With the completion of the AFC and NFC Championships, Super Bowl XLVIII will soon be upon us, along with its super-sized spread of snacks, which forms an American meal as iconic as Thanksgiving. Just as there are “authentic” and “traditional” dishes that accompany our national holiday dedicated to gratitude and family, unspoken rules guide which foods pair perfectly with America’s favorite sport. Two recent TV commercials make this point abundantly clear.
While much of the recent campaign for Chevrolet’s Silverado has emphasized strength, hard work, and individualism, the new “Wheatgrass” commercial instead cuts to the heart of tailgating—the food. As a gleaming white truck pulls up with a behemoth barbecue in tow, a male voiceover recites a poem-like ode to simple and straightforward masculinity, football, and the food that ought to accompany them:
A man and his truck.
And tofu, and veggie burgers, and raw kale salads.
As these vegetable-based options are relegated to eternal football damnation—perhaps considered too feminine or too outrightly healthy to suit the character of the day—men and women alike chow down on hunks of meat of every size, shape, and sauce, each expertly prepared by the truck-driving master chef who wears his full beard, plaid shirt, and carnivorous appetite with pride.

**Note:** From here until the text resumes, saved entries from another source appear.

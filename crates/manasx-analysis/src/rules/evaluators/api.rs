use manasx_core::constants::DEFAULT_FETCH_WRAPPER;
use manasx_core::errors::RuleError;
use manasx_core::types::Violation;

use super::{code_hits, rule_pattern};
use crate::rules::types::{RuleContext, RuleEvaluator};

rule_pattern!(RE_FETCH, r"\bfetch\s*\(");

/// `api/require-company-fetch`: raw `fetch()` outside the wrapper's own file.
pub struct RequireCompanyFetch;

impl RuleEvaluator for RequireCompanyFetch {
    fn rule_id(&self) -> &'static str {
        "api/require-company-fetch"
    }

    fn evaluate(&self, ctx: &RuleContext<'_>) -> Result<Vec<Violation>, RuleError> {
        let wrapper = ctx.rule.string_param("wrapperName", DEFAULT_FETCH_WRAPPER)?;
        if defines_wrapper(ctx.content, wrapper) {
            return Ok(Vec::new());
        }
        Ok(code_hits(&RE_FETCH, ctx.content)
            .into_iter()
            .map(|hit| {
                ctx.rule
                    .violation(ctx.file, hit.line, format!("Direct fetch() call, use {wrapper}()"))
                    .with_column(hit.column)
                    .with_suggestion(format!("Replace fetch( with {wrapper}("))
            })
            .collect())
    }
}

fn defines_wrapper(content: &str, wrapper: &str) -> bool {
    ["function ", "const ", "let ", "var "]
        .iter()
        .any(|kw| content.contains(&format!("{kw}{wrapper}")))
}

#[cfg(test)]
mod tests {
    use super::*;

    #[test]
    fn wrapper_definition_is_detected() {
        assert!(defines_wrapper("export async function companyFetch(url) {}", "companyFetch"));
        assert!(!defines_wrapper("companyFetch('/x')", "companyFetch"));
    }
}
//! Import drift: relative/absolute style, explicit/implicit extensions,
//! blocked modules.

use manasx_core::types::profile::{ExtensionStyle, ImportStyle, PatternProfile};
use manasx_core::types::{Severity, Violation};

use super::checks::{DriftCheck, FileInput};
use super::types::DriftOptions;
use crate::tokenizer::{line_col, ImportRef};

pub const RULE_ID: &str = "drift/imports";

/// Extensions whose presence in a specifier counts as an explicit code import.
const CODE_EXTENSIONS: &[&str] = &["js", "jsx", "ts", "tsx", "mjs", "cjs"];

/// Non-relative prefixes that point into the project rather than a package.
const PROJECT_ALIAS_PREFIXES: &[&str] = &["/", "src/", "@/", "~/"];

pub struct ImportCheck;

impl ImportCheck {
    fn violation(
        &self,
        input: &FileInput<'_>,
        import: &ImportRef,
        category: &str,
        severity: Severity,
        message: String,
        suggestion: String,
    ) -> Violation {
        let (line, column) = line_col(input.content, import.offset);
        Violation::new(
            RULE_ID,
            self.name(),
            category,
            severity,
            message,
            input.relative_path,
            line,
        )
        .with_column(column)
        .with_suggestion(suggestion)
    }
}

impl DriftCheck for ImportCheck {
    fn name(&self) -> &'static str {
        "imports"
    }

    fn check(
        &self,
        input: &FileInput<'_>,
        profile: &PatternProfile,
        options: &DriftOptions,
    ) -> Vec<Violation> {
        let recs = &profile.recommendations.imports;
        let mut violations = Vec::new();

        for import in &input.imports {
            let module = import.package_name().unwrap_or_else(|| import.source.clone());
            if options.blocked_modules.iter().any(|b| *b == module || *b == import.source) {
                violations.push(self.violation(
                    input,
                    import,
                    "blocked-module",
                    Severity::High,
                    format!("Import of blocked module '{}'", import.source),
                    format!("Remove the dependency on '{module}' or use an approved alternative"),
                ));
                continue;
            }

            match recs.style {
                Some(ImportStyle::Relative)
                    if PROJECT_ALIAS_PREFIXES.iter().any(|p| import.source.starts_with(p)) =>
                {
                    violations.push(self.violation(
                        input,
                        import,
                        "style",
                        Severity::Low,
                        format!("Absolute import '{}' in a project that uses relative imports", import.source),
                        "Use a relative path (./ or ../)".to_string(),
                    ));
                }
                Some(ImportStyle::Absolute) if import.source.starts_with("../") => {
                    violations.push(self.violation(
                        input,
                        import,
                        "style",
                        Severity::Low,
                        format!("Parent-relative import '{}' in a project that uses absolute imports", import.source),
                        "Use the project's absolute import path".to_string(),
                    ));
                }
                _ => {}
            }

            if !import.is_relative() {
                continue;
            }
            match recs.extensions {
                Some(ExtensionStyle::Explicit) if !import.has_extension() => {
                    violations.push(self.violation(
                        input,
                        import,
                        "extensions",
                        Severity::Low,
                        format!("Import '{}' omits the file extension", import.source),
                        "Add the file extension, as the rest of the project does".to_string(),
                    ));
                }
                Some(ExtensionStyle::Implicit) if has_code_extension(&import.source) => {
                    violations.push(self.violation(
                        input,
                        import,
                        "extensions",
                        Severity::Low,
                        format!("Import '{}' spells out the file extension", import.source),
                        "Drop the file extension, as the rest of the project does".to_string(),
                    ));
                }
                _ => {}
            }
        }

        violations
    }
}

fn has_code_extension(source: &str) -> bool {
    source
        .rsplit_once('.')
        .map(|(_, ext)| CODE_EXTENSIONS.contains(&ext))
        .unwrap_or(false)
}
//! Property tests: score bounds, monotonicity, and classifier stability.

use manasx_analysis::drift::{compliance_score, directory_score};
use manasx_analysis::rules::RuleConfig;
use manasx_analysis::RuleEngine;
use manasx_core::types::{NamingConvention, Severity, Violation};
use proptest::prelude::*;

fn severity() -> impl Strategy<Value = Severity> {
    prop::sample::select(Severity::ALL.to_vec())
}

fn violation(severity: Severity) -> Violation {
    Violation::new("drift/naming", "naming", "variables", severity, "m", "a.js", 1)
}

proptest! {
    #[test]
    fn score_stays_in_bounds(sevs in prop::collection::vec(severity(), 0..80)) {
        let violations: Vec<Violation> = sevs.into_iter().map(violation).collect();
        let score = compliance_score(&violations);
        prop_assert!(score <= 100);
    }

    #[test]
    fn adding_a_violation_never_raises_the_score(
        sevs in prop::collection::vec(severity(), 0..40),
        extra in severity(),
    ) {
        let mut violations: Vec<Violation> = sevs.into_iter().map(violation).collect();
        let before = compliance_score(&violations);
        violations.push(violation(extra));
        prop_assert!(compliance_score(&violations) <= before);
    }

    #[test]
    fn directory_score_is_between_min_and_max(scores in prop::collection::vec(0u32..=100, 1..50)) {
        let overall = directory_score(&scores);
        let min = *scores.iter().min().unwrap();
        let max = *scores.iter().max().unwrap();
        prop_assert!(overall >= min && overall <= max);
    }

    #[test]
    fn converted_names_are_accepted(name in "[a-z]{1,6}(_[a-z]{1,6}){0,3}") {
        for convention in [
            NamingConvention::CamelCase,
            NamingConvention::SnakeCase,
            NamingConvention::PascalCase,
            NamingConvention::KebabCase,
            NamingConvention::UpperCase,
        ] {
            let converted = convention.convert(&name);
            prop_assert!(convention.accepts(&converted), "{} -> {}", name, converted);
        }
    }

    #[test]
    fn rule_engine_never_panics(content in "\\PC{0,200}") {
        let engine = RuleEngine::new(RuleConfig::default_config());
        let _ = engine.apply_rules("src/a/b.js", &content, None);
        let _ = engine.apply_ai_rules("src/a/b.js", &content);
    }
}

While Chevrolet clearly aligns football food with masculine meat rather than feminine veggies (a stance that incited a slew of angry pro-vegetarian comments on the video’s now defunct YouTube page), this commercial also expresses a degree of class-based resistance against foods considered too healthy, too fancy, and too inauthentic for football.
The Huffington Post took the same angle in the article, “11 Foods that Don’t Belong Anywhere Near a Super Bowl Party,” a list that includes kale chips, fancy cheese, and quinoa. Article author, Rebecca Orchant, elaborates the list with comments such as,
Chips are a requirement. Kale is exactly the opposite.
This day is not a day for salads.
Tiny, fancy foods are for other parties. This party is for big, messy, overblown foods.
This sentiment is also echoed in a DIRECTV commercial from last year. In this ad, Peyton Manning and Deion Sanders appear as tiny, winged, football fairies in a man’s refrigerator as they attempt to persuade him to purchase DIRECTV’s Sunday Ticket.
Incredulous, Sanders berates the potential customer saying, “You’ve got prime rib, but you don’t have NFL Sunday Ticket?” The confused customer stutters that despite the expensive steak in his fridge, he doesn’t think he can afford this football expense. The football fairies continue their food-based pitch, as Manning assures him with comedic sarcasm, “It’ll be tasty. Kind of like tapenade and football…together.” Just as tofu and kale are too highbrow for football, so is tapenade, although Manning does palm an olive in his tiny fairy hand like a football ready to be thrown.
So there you have it: the food rules of football. Anything served up at a tailgate party or before a big screen TV must be considered as simple, honest, and true as the sport itself. Nothing perceived as pretentious is allowed. Healthy options don’t find themselves in a prominent place. Meat, and the raw masculinity it connotes, is king.